Of all the lines below, output only those starting at the one with "the behavior graph." and ending at the one with "Bind a renderer", both ends included, exactly as written.

Stored data entries
>>>>>
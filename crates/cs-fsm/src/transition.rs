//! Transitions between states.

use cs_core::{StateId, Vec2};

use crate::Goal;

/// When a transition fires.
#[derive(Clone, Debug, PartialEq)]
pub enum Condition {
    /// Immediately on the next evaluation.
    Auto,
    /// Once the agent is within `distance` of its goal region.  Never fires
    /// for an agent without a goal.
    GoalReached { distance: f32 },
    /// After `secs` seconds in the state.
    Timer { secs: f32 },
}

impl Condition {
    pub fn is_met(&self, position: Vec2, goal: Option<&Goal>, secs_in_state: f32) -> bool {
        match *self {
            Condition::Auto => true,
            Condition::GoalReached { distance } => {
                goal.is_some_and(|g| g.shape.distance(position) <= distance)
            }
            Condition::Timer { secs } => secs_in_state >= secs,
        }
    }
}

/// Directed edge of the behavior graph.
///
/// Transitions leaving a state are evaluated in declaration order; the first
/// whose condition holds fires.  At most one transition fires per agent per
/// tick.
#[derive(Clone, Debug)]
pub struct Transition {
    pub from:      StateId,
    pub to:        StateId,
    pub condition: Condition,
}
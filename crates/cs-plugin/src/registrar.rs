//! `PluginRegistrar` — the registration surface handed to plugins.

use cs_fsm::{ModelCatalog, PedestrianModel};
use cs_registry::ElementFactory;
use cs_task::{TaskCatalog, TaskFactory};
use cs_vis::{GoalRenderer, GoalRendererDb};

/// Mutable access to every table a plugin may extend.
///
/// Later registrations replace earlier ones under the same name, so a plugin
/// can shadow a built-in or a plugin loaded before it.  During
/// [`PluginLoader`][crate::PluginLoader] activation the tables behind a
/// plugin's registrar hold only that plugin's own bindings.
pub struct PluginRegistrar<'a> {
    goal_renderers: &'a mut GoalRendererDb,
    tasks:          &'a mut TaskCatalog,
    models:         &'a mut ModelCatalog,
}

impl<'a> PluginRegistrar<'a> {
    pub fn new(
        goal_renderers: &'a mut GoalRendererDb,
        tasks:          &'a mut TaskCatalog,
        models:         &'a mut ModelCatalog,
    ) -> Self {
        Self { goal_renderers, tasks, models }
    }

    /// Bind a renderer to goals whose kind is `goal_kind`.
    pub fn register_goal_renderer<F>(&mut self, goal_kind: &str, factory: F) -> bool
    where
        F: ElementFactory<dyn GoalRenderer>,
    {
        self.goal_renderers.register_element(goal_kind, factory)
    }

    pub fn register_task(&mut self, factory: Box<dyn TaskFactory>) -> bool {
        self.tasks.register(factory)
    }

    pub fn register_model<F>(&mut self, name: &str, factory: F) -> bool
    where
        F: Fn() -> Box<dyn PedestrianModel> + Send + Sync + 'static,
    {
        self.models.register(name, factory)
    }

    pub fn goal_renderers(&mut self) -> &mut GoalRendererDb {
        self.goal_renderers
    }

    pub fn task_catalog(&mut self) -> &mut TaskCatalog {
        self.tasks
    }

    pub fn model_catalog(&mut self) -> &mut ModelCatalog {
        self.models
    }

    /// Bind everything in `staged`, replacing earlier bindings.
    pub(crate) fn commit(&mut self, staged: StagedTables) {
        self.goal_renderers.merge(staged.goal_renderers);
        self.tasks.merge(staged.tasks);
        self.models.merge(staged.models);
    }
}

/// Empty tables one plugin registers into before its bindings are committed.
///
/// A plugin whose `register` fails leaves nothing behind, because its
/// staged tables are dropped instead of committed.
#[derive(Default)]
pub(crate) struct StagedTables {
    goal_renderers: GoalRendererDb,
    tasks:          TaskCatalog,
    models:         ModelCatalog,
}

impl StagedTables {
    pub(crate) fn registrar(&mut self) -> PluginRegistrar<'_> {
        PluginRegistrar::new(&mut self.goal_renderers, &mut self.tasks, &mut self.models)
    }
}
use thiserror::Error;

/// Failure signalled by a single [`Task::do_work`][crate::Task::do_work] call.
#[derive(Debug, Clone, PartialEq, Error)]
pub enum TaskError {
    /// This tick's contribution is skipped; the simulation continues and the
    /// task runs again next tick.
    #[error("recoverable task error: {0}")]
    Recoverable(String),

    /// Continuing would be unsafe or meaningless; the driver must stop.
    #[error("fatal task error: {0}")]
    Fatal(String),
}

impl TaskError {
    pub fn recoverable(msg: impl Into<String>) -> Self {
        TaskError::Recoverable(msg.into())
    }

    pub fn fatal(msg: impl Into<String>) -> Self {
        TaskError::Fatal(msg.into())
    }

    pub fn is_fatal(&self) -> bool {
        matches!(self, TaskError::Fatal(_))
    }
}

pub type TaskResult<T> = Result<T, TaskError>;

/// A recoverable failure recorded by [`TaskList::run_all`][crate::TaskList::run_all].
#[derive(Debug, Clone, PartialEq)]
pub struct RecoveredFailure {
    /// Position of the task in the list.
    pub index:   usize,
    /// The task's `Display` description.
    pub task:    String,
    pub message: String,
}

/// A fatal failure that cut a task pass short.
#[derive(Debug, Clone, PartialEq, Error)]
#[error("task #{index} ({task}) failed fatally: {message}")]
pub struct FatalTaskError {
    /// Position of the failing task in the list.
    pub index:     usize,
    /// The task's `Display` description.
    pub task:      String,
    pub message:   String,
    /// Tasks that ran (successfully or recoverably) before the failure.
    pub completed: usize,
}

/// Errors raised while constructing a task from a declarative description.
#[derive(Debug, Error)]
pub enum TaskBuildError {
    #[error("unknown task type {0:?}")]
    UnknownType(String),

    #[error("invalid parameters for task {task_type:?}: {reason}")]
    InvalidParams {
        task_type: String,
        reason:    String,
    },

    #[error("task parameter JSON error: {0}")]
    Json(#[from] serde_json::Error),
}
<<<<<
- _Task result_
/// Directed edge of the behavior graph.
///
/// Transitions leaving a state are evaluated in declaration order; the first
/// whose condition holds fires.  At most one transition fires per agent per
/// tick.
#[derive(Clone, Debug)]
pub struct Transition {
    pub from:      StateId,
    pub to:        StateId,
    pub condition: Condition,
}
filename crates/cs-plugin/src/registrar.rs
//! `PluginRegistrar` — the registration surface handed to plugins.

use cs_fsm::{ModelCatalog, PedestrianModel};
use cs_registry::ElementFactory;
use cs_task::{TaskCatalog, TaskFactory};
use cs_vis::{GoalRenderer, GoalRendererDb};

/// Mutable access to every table a plugin may extend.
///
/// Later registrations replace earlier ones under the same name, so a plugin
/// can shadow a built-in or a plugin loaded before it.  During
/// [`PluginLoader`][crate::PluginLoader] activation the tables behind a
/// plugin's registrar hold only that plugin's own bindings.
pub struct PluginRegistrar<'a> {
    goal_renderers: &'a mut GoalRendererDb,
    tasks:          &'a mut TaskCatalog,
    models:         &'a mut ModelCatalog,
}

impl<'a> PluginRegistrar<'a> {
    pub fn new(
        goal_renderers: &'a mut GoalRendererDb,
        tasks:          &'a mut TaskCatalog,
        models:         &'a mut ModelCatalog,
    ) -> Self {
        Self { goal_renderers, tasks, models }
    }

    /// Bind a renderer to goals whose kind is `goal_kind`.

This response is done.